[Collected data entries]
>>>
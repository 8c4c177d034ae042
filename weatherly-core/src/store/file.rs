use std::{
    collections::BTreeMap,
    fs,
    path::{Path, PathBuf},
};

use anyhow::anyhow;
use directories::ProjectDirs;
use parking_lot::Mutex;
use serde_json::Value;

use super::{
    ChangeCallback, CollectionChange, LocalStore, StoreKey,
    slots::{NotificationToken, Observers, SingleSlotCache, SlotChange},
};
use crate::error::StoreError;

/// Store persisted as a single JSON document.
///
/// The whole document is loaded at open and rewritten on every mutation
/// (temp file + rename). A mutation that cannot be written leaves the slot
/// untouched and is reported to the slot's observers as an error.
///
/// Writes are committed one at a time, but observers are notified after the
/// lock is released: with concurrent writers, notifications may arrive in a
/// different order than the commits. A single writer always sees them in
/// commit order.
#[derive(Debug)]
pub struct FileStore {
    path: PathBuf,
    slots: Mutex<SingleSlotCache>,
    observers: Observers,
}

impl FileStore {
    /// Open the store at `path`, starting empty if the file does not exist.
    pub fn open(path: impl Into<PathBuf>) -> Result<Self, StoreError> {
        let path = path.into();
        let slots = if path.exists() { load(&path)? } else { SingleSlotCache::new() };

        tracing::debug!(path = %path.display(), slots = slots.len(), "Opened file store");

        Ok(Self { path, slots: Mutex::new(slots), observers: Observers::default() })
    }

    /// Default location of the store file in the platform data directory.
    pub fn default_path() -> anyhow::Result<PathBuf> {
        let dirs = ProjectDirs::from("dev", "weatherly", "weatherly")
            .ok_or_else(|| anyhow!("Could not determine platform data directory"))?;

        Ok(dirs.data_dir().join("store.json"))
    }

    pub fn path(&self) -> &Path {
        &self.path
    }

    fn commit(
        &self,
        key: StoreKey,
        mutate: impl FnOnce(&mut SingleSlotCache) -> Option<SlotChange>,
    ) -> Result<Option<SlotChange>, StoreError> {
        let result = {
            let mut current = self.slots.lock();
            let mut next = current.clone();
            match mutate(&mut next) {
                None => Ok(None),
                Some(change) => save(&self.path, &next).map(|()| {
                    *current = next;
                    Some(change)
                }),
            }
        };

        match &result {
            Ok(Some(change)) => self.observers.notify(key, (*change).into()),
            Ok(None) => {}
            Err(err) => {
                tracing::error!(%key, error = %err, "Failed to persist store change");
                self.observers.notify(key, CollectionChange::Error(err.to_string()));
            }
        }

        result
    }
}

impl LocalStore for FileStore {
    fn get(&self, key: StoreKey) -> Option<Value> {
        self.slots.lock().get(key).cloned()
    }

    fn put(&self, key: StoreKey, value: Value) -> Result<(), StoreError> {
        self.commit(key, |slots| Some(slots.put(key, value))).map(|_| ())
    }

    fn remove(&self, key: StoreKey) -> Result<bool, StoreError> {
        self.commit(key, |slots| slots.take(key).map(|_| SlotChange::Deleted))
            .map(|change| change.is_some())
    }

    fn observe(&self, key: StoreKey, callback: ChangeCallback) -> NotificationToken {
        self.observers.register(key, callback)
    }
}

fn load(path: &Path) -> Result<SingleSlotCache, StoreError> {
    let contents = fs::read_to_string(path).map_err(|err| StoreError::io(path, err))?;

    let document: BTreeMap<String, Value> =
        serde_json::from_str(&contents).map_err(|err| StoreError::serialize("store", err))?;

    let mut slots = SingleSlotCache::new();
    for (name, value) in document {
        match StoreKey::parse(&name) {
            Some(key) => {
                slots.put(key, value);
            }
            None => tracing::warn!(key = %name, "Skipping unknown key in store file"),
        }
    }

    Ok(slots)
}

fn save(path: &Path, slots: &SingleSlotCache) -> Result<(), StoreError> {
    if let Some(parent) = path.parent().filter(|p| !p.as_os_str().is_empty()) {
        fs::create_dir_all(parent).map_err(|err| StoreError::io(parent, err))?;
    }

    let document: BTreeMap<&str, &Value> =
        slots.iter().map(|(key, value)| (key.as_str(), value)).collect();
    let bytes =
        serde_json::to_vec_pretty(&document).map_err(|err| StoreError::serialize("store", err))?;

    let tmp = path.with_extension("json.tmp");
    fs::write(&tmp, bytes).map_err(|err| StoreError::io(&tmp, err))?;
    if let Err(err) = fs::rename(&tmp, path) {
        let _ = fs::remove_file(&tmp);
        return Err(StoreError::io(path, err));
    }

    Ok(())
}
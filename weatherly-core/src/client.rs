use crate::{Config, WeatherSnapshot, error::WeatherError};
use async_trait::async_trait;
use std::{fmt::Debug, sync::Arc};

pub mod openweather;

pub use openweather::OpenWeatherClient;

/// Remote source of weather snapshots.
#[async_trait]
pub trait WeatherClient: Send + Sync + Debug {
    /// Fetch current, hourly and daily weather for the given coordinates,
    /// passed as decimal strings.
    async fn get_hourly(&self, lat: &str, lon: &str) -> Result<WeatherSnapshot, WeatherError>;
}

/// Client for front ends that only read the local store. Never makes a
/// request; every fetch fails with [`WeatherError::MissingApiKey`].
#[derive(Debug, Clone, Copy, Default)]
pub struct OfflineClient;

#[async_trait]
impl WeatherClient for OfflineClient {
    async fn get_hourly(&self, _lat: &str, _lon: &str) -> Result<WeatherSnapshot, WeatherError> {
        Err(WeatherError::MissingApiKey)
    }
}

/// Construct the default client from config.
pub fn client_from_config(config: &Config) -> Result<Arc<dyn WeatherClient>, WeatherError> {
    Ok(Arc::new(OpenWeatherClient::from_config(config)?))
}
<<<
Give the data again, exactly as written.

repository 8c4c177d034ae042
filename weatherly-core/src/store/file.rs
use std::{
    collections::BTreeMap,
    fs,
    path::{Path, PathBuf},
};

use anyhow::anyhow;
use directories::ProjectDirs;
use parking_lot::Mutex;
use serde_json::Value;

use super::{
    ChangeCallback, CollectionChange, LocalStore, StoreKey,
    slots::{NotificationToken, Observers, SingleSlotCache, SlotChange},
};
use crate::error::StoreError;

/// Store persisted as a single JSON document.
///
/// The whole document is loaded at open and rewritten on every mutation
/// (temp file + rename). A mutation that cannot be written leaves the slot
/// untouched and is reported to the slot's observers as an error.
///
/// Writes are committed one at a time, but observers are notified after the
/// lock is released: with concurrent writers, notifications may arrive in a
/// different order than the commits. A single writer always sees them in
/// commit order.
#[derive(Debug)]
pub struct FileStore {
    path: PathBuf,
    slots: Mutex<SingleSlotCache>,
    observers: Observers,
}

impl FileStore {
    /// Open the store at `path`, starting empty if the file does not exist.
    pub fn open(path: impl Into<PathBuf>) -> Result<Self, StoreError> {
        let path = path.into();
        let slots = if path.exists() { load(&path)? } else { SingleSlotCache::new() };

        tracing::debug!(path = %path.display(), slots = slots.len(), "Opened file store");

        Ok(Self { path, slots: Mutex::new(slots), observers: Observers::default() })
    }

    /// Default location of the store file in the platform data directory.
    pub fn default_path() -> anyhow::Result<PathBuf> {
        let dirs = ProjectDirs::from("dev", "weatherly", "weatherly")
            .ok_or_else(|| anyhow!("Could not determine platform data directory"))?;

        Ok(dirs.data_dir().join("store.json"))
    }

    pub fn path(&self) -> &Path {
        &self.path
    }

    fn commit(
        &self,
        key: StoreKey,
        mutate: impl FnOnce(&mut SingleSlotCache) -> Option<SlotChange>,
    ) -> Result<Option<SlotChange>, StoreError> {
        let result = {
            let mut current = self.slots.lock();
            let mut next = current.clone();
            match mutate(&mut next) {
                None => Ok(None),
                Some(change) => save(&self.path, &next).map(|()| {
                    *current = next;
                    Some(change)
                }),
            }
        };

        match &result {
            Ok(Some(change)) => self.observers.notify(key, (*change).into()),
            Ok(None) => {}
            Err(err) => {
                tracing::error!(%key, error = %err, "Failed to persist store change");
                self.observers.notify(key, CollectionChange::Error(err.to_string()));
            }
        }

        result
    }
}

impl LocalStore for FileStore {
    fn get(&self, key: StoreKey) -> Option<Value> {
        self.slots.lock().get(key).cloned()
    }

    fn put(&self, key: StoreKey, value: Value) -> Result<(), StoreError> {
        self.commit(key, |slots| Some(slots.put(key, value))).map(|_| ())
    }

    fn remove(&self, key: StoreKey) -> Result<bool, StoreError> {
        self.commit(key, |slots| slots.take(key).map(|_| SlotChange::Deleted))
            .map(|change| change.is_some())
    }

    fn observe(&self, key: StoreKey, callback: ChangeCallback) -> NotificationToken {
        self.observers.register(key, callback)
    }
}

fn load(path: &Path) -> Result<SingleSlotCache, StoreError> {
    let contents = fs::read_to_string(path).map_err(|err| StoreError::io(path, err))?;

    let document: BTreeMap<String, Value> =
        serde_json::from_str(&contents).map_err(|err| StoreError::serialize("store", err))?;

    let mut slots = SingleSlotCache::new();
    for (name, value) in document {
        match StoreKey::parse(&name) {
            Some(key) => {
                slots.put(key, value);
            }
            None => tracing::warn!(key = %name, "Skipping unknown key in store file"),
        }
    }

    Ok(slots)
}

fn save(path: &Path, slots: &SingleSlotCache) -> Result<(), StoreError> {
    if let Some(parent) = path.parent().filter(|p| !p.as_os_str().is_empty()) {
        fs::create_dir_all(parent).map_err(|err| StoreError::io(parent, err))?;
    }

    let document: BTreeMap<&str, &Value> =
        slots.iter().map(|(key, value)| (key.as_str(), value)).collect();
    let bytes =
        serde_json::to_vec_pretty(&document).map_err(|err| StoreError::serialize("store", err))?;

    let tmp = path.with_extension("json.tmp");
    fs::write(&tmp, bytes).map_err(|err| StoreError::io(&tmp, err))?;
    if let Err(err) = fs::rename(&tmp, path) {
        let _ = fs::remove_file(&tmp);
        return Err(StoreError::io(path, err));
    }

    Ok(())
}
filename weatherly-core/src/client.rs
use crate::{Config, WeatherSnapshot, error::WeatherError};
use async_trait::async_trait;
use std::{fmt::Debug, sync::Arc};

pub mod openweather;

pub use openweather::OpenWeatherClient;

/// Remote source of weather snapshots.
#[async_trait]
pub trait WeatherClient: Send + Sync + Debug {
    /// Fetch current, hourly and daily weather for the given coordinates,
    /// passed as decimal strings.
    async fn get_hourly(&self, lat: &str, lon: &str) -> Result<WeatherSnapshot, WeatherError>;
}

/// Client for front ends that only read the local store. Never makes a
/// request; every fetch fails with [`WeatherError::MissingApiKey`].
#[derive(Debug, Clone, Copy, Default)]
pub struct OfflineClient;

#[async_trait]
impl WeatherClient for OfflineClient {
    async fn get_hourly(&self, _lat: &str, _lon: &str) -> Result<WeatherSnapshot, WeatherError> {
        Err(WeatherError::MissingApiKey)
    }
}

/// Construct the default client from config.
pub fn client_from_config(config: &Config) -> Result<Arc<dyn WeatherClient>, WeatherError> {
    Ok(Arc::new(OpenWeatherClient::from_config(config)?))
}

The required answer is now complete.